* _What you should do_: Check each line of the entries below for the word "login", then state how many lines have it and nothing more.

(Stored data entries)
··········

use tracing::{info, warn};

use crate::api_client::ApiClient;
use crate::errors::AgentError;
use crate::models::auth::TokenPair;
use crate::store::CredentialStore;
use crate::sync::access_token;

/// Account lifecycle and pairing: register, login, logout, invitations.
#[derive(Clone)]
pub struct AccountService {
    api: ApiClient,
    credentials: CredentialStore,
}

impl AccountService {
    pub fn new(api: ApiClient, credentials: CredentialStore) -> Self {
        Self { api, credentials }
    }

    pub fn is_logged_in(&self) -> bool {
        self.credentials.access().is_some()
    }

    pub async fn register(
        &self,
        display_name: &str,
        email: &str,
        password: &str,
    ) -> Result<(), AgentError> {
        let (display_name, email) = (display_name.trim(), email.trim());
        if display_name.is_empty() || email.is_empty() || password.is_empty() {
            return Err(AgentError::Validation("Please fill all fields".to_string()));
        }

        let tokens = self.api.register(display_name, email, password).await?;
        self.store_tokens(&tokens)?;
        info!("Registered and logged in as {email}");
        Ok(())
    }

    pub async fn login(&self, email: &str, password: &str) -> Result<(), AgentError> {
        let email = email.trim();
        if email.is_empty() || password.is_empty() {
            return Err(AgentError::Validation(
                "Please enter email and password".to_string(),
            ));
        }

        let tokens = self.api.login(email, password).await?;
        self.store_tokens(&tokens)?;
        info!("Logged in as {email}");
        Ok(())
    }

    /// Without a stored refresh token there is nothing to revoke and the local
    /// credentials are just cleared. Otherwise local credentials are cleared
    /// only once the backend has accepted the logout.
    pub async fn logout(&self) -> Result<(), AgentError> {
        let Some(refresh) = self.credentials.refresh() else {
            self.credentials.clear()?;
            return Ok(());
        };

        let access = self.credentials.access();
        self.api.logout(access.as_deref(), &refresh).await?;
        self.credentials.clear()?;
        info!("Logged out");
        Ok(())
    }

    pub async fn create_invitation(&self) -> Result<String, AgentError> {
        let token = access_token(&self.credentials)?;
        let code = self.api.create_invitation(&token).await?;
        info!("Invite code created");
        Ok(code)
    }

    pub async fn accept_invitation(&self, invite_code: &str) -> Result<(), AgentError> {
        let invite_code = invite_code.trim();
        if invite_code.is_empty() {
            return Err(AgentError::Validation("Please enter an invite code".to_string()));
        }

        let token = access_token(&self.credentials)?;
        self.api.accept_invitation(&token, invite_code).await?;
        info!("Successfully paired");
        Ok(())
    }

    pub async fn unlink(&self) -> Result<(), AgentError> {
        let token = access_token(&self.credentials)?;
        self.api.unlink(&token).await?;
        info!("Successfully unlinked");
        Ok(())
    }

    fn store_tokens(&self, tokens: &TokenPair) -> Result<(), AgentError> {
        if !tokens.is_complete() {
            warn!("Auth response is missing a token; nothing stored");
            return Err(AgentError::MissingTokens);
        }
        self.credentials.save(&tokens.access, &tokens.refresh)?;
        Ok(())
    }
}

··········

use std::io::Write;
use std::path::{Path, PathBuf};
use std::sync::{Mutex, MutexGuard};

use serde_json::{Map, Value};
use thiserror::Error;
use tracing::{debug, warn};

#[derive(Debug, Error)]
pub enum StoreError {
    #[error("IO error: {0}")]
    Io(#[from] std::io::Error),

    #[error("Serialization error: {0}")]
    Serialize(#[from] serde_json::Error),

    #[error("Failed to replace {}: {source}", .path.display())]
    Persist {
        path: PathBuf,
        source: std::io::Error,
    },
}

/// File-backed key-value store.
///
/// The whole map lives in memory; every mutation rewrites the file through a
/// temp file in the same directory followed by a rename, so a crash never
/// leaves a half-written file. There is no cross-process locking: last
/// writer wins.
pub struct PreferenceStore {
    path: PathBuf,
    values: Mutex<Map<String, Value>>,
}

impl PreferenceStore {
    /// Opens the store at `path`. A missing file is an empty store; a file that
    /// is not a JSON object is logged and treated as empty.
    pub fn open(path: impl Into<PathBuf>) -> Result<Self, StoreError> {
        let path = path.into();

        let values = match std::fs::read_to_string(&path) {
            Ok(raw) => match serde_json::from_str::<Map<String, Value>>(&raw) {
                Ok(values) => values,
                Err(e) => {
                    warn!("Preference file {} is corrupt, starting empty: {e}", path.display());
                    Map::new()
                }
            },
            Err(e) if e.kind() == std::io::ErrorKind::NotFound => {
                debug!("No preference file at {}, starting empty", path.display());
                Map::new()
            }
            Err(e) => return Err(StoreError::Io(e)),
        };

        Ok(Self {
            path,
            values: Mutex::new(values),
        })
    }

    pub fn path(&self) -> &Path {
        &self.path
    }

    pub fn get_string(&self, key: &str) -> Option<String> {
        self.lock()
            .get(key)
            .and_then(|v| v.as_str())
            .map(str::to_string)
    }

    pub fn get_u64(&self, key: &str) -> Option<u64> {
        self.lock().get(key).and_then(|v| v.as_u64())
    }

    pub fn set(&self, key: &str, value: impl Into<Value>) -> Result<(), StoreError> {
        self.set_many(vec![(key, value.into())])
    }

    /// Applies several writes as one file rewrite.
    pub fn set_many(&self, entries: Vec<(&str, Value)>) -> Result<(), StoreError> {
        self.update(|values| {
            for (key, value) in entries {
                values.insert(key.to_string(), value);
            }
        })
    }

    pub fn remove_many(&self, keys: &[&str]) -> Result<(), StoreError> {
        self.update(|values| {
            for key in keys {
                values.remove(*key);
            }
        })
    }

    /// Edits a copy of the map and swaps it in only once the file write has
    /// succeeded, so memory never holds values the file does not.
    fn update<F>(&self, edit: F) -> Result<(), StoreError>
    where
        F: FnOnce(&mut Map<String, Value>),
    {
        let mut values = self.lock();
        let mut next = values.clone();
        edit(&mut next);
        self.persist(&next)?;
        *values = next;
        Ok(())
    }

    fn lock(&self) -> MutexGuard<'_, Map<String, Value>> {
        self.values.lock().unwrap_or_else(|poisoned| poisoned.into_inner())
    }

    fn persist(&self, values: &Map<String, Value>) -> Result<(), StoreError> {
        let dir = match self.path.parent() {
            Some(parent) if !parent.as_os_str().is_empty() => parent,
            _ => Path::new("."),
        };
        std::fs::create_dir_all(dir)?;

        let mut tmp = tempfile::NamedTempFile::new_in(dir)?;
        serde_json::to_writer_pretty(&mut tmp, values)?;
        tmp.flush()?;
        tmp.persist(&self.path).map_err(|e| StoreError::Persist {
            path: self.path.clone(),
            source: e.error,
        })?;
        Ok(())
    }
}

··········

* _Your response_: 3